Top of Records
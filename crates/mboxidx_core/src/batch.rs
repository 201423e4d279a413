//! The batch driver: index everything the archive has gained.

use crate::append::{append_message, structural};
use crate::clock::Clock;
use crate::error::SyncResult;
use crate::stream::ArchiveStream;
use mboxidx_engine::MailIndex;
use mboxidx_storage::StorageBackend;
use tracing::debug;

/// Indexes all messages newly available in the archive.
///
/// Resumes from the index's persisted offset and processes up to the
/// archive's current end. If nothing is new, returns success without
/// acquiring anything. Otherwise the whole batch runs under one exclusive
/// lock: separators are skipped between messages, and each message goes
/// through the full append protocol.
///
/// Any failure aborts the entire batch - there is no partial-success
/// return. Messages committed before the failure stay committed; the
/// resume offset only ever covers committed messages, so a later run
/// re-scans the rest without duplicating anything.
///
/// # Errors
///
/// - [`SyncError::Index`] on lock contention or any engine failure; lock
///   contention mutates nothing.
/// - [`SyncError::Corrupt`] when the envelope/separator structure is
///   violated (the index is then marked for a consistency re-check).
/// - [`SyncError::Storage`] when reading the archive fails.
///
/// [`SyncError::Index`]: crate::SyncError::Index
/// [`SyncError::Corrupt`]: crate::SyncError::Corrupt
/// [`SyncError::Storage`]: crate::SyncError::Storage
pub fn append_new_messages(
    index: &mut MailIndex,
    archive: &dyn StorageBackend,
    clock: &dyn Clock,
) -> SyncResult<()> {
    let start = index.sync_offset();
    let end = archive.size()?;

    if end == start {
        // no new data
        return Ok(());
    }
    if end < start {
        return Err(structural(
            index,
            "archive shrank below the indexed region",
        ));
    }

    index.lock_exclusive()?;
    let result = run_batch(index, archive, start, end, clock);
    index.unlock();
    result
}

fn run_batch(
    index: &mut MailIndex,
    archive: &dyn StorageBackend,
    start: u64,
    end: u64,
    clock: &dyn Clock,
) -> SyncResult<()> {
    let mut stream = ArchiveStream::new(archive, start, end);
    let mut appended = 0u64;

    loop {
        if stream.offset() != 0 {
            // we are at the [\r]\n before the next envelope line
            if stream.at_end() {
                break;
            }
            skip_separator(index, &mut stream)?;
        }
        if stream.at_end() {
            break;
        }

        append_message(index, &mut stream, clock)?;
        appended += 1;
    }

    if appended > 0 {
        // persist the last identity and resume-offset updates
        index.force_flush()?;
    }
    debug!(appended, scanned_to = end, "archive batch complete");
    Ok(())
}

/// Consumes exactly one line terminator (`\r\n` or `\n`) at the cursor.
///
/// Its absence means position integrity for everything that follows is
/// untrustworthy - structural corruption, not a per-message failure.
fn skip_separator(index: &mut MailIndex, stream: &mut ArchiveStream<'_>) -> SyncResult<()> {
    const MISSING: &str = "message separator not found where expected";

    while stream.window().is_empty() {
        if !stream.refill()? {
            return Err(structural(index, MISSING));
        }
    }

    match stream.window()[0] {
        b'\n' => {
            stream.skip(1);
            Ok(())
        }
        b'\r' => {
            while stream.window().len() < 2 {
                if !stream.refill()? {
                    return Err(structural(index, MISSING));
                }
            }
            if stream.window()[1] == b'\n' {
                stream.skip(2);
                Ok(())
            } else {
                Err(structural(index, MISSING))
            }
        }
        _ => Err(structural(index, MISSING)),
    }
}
Bottom of Records
Top of Records
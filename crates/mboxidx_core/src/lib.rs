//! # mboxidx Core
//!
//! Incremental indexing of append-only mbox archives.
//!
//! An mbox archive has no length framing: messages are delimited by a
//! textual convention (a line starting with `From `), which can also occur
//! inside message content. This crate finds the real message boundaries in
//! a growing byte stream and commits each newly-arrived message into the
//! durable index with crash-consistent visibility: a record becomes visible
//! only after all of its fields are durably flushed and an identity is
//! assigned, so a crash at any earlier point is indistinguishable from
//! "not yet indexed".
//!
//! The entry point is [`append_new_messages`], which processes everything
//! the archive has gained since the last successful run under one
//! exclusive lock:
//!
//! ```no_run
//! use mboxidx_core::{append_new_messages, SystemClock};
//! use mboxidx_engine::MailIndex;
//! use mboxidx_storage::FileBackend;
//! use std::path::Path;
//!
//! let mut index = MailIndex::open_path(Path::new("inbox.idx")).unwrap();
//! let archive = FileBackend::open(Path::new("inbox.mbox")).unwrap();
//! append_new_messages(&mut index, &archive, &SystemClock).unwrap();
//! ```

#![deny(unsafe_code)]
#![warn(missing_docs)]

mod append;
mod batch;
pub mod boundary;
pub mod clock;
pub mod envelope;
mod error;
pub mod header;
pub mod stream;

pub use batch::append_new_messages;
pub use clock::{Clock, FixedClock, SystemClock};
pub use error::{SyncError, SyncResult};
Bottom of Records
Top of Records
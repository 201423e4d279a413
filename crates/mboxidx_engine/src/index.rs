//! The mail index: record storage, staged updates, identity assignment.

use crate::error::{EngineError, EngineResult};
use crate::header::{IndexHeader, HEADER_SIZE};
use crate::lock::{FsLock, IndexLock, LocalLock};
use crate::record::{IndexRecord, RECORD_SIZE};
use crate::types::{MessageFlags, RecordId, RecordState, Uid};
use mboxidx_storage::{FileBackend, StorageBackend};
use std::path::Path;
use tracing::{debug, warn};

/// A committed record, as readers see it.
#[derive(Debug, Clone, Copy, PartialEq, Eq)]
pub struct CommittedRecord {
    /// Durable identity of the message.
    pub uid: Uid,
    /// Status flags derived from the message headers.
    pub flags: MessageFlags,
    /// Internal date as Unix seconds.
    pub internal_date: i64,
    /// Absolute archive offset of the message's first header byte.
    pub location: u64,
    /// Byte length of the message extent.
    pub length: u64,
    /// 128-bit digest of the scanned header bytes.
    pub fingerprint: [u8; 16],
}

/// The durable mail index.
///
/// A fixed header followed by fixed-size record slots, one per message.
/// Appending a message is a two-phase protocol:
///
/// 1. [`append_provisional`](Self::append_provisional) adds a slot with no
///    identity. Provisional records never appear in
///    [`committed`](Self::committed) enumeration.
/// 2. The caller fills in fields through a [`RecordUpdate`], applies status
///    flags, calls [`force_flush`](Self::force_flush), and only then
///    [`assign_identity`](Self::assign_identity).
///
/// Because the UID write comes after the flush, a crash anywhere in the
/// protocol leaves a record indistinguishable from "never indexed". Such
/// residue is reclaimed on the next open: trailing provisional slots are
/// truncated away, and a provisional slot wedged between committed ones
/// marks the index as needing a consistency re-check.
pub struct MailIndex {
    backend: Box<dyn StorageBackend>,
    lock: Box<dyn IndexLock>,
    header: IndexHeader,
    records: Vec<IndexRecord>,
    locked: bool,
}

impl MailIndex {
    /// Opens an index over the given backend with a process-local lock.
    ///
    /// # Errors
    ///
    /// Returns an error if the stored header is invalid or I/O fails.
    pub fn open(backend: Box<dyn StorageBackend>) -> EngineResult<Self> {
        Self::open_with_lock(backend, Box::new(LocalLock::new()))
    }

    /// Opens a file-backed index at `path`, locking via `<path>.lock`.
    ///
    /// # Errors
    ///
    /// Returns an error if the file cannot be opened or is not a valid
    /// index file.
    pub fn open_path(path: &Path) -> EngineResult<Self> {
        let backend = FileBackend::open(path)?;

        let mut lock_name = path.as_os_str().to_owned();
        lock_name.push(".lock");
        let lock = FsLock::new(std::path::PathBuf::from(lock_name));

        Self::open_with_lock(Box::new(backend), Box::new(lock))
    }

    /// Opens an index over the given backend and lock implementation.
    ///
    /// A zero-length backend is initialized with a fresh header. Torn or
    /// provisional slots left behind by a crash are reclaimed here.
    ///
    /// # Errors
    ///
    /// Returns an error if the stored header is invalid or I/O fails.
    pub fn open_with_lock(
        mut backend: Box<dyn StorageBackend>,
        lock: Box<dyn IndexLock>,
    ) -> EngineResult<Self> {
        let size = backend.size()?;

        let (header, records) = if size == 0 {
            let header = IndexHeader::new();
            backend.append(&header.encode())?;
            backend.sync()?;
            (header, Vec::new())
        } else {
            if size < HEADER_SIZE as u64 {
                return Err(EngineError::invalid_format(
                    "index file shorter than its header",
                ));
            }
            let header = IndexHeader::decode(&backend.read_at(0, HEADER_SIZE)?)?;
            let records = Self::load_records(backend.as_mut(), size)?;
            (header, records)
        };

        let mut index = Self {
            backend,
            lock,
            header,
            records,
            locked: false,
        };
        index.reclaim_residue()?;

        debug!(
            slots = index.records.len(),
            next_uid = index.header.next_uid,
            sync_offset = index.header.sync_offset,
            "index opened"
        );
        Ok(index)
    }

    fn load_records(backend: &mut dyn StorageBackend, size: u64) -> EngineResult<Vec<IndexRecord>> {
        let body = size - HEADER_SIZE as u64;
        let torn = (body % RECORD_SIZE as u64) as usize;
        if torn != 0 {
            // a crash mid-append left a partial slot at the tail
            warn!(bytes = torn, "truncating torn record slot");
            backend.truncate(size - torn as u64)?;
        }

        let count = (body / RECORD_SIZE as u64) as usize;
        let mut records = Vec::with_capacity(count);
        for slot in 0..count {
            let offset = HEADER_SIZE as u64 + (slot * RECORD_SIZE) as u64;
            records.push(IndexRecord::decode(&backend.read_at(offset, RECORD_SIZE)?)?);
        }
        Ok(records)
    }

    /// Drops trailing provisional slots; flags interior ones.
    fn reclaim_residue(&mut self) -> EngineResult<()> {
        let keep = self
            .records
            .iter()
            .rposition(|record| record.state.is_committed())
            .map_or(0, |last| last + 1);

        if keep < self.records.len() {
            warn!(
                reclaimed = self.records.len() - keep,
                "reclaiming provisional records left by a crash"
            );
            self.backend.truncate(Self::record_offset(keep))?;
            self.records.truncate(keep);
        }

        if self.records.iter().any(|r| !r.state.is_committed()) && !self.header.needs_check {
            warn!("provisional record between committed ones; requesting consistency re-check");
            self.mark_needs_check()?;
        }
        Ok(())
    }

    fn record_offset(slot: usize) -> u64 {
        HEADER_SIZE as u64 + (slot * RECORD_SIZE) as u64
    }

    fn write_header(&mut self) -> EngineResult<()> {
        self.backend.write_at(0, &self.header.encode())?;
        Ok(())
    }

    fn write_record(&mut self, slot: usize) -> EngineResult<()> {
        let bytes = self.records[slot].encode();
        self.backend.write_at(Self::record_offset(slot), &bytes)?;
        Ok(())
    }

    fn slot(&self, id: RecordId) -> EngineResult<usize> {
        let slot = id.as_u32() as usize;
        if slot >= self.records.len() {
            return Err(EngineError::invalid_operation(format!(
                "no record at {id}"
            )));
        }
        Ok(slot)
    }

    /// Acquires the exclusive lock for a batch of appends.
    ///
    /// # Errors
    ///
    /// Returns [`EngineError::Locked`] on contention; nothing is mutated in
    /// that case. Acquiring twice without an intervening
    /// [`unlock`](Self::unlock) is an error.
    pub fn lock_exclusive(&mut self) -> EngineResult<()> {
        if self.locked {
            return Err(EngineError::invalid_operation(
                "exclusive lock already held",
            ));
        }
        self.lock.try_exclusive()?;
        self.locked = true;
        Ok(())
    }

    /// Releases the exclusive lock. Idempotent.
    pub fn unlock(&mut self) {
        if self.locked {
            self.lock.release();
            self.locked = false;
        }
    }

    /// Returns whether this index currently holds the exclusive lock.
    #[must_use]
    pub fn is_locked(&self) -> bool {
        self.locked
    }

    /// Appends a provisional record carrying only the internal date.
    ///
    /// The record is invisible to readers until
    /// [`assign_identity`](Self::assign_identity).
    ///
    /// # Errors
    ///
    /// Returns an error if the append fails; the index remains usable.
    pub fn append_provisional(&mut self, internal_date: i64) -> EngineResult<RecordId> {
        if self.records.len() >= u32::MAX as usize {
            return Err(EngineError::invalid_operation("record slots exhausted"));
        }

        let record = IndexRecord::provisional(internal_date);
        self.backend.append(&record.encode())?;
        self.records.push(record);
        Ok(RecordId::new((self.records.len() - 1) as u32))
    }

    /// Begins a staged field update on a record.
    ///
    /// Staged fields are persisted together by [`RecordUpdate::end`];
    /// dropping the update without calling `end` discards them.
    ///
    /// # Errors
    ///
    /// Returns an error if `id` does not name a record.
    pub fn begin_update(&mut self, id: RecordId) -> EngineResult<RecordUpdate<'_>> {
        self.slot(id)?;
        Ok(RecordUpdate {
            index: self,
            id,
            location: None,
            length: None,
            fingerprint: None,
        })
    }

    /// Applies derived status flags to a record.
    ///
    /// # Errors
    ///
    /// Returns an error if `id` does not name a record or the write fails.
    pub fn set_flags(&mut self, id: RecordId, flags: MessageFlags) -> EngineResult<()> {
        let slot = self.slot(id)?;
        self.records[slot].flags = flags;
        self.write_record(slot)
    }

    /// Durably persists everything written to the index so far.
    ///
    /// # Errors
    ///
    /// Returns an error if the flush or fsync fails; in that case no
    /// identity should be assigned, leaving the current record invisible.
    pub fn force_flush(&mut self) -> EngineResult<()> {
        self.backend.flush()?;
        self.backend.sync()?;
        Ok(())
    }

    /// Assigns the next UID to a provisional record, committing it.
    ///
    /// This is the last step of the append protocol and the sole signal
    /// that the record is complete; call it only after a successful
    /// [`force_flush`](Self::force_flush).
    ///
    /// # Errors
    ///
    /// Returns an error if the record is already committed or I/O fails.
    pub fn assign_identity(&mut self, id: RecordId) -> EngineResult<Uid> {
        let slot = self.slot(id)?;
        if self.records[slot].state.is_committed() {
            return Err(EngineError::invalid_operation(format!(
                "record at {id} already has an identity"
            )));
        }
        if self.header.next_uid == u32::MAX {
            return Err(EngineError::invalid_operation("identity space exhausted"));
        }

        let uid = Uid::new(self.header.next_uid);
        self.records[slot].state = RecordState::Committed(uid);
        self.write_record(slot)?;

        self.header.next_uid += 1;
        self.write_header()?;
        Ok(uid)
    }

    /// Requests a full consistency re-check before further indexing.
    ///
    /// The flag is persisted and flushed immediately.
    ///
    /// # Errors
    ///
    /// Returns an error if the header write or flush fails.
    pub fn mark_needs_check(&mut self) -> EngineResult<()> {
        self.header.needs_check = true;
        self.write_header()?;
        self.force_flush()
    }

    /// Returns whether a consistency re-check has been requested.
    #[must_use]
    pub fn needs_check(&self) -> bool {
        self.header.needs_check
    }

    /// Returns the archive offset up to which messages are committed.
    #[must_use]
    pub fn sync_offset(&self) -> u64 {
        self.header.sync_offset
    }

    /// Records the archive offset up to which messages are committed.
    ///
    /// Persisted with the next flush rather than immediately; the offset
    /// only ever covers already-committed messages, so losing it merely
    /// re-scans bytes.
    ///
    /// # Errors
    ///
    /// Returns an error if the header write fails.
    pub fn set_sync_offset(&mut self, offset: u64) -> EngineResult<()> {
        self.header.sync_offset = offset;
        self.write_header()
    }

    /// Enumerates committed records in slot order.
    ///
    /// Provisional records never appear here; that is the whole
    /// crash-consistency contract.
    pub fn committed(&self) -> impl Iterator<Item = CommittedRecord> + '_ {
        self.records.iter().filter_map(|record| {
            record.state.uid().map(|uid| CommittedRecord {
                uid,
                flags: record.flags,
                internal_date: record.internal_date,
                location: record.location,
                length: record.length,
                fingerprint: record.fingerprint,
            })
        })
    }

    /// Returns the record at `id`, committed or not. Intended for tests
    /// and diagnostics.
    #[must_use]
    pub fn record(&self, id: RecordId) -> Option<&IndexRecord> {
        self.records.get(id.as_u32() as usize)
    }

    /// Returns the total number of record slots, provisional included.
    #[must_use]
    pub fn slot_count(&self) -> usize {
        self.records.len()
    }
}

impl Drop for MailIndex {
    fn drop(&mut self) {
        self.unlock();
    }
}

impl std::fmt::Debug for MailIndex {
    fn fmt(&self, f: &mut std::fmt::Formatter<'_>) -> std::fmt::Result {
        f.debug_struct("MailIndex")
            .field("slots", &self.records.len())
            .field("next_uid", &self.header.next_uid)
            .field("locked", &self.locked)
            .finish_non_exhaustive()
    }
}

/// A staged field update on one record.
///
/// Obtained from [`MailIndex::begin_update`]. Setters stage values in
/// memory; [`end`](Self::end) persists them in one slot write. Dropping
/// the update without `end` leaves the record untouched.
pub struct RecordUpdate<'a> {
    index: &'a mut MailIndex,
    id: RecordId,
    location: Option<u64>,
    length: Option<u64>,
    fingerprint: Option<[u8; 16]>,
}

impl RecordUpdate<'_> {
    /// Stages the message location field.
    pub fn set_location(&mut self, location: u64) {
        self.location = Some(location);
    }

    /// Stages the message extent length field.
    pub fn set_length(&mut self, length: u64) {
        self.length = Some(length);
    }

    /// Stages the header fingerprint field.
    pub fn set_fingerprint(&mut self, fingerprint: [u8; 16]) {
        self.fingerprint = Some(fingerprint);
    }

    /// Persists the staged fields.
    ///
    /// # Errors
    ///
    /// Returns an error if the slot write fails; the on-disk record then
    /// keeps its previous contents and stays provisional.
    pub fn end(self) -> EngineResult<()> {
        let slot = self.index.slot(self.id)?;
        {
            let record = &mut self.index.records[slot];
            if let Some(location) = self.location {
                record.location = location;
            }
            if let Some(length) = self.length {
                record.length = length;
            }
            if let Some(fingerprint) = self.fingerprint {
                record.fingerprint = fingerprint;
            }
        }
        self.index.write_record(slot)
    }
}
Bottom of Records
* Task instructions
Only lines containing the word "trailing" should appear in the answer, and every such line from the records above must be there.

* Exercise response
/// residue is reclaimed on the next open: trailing provisional slots are
    /// Drops trailing provisional slots; flags interior ones.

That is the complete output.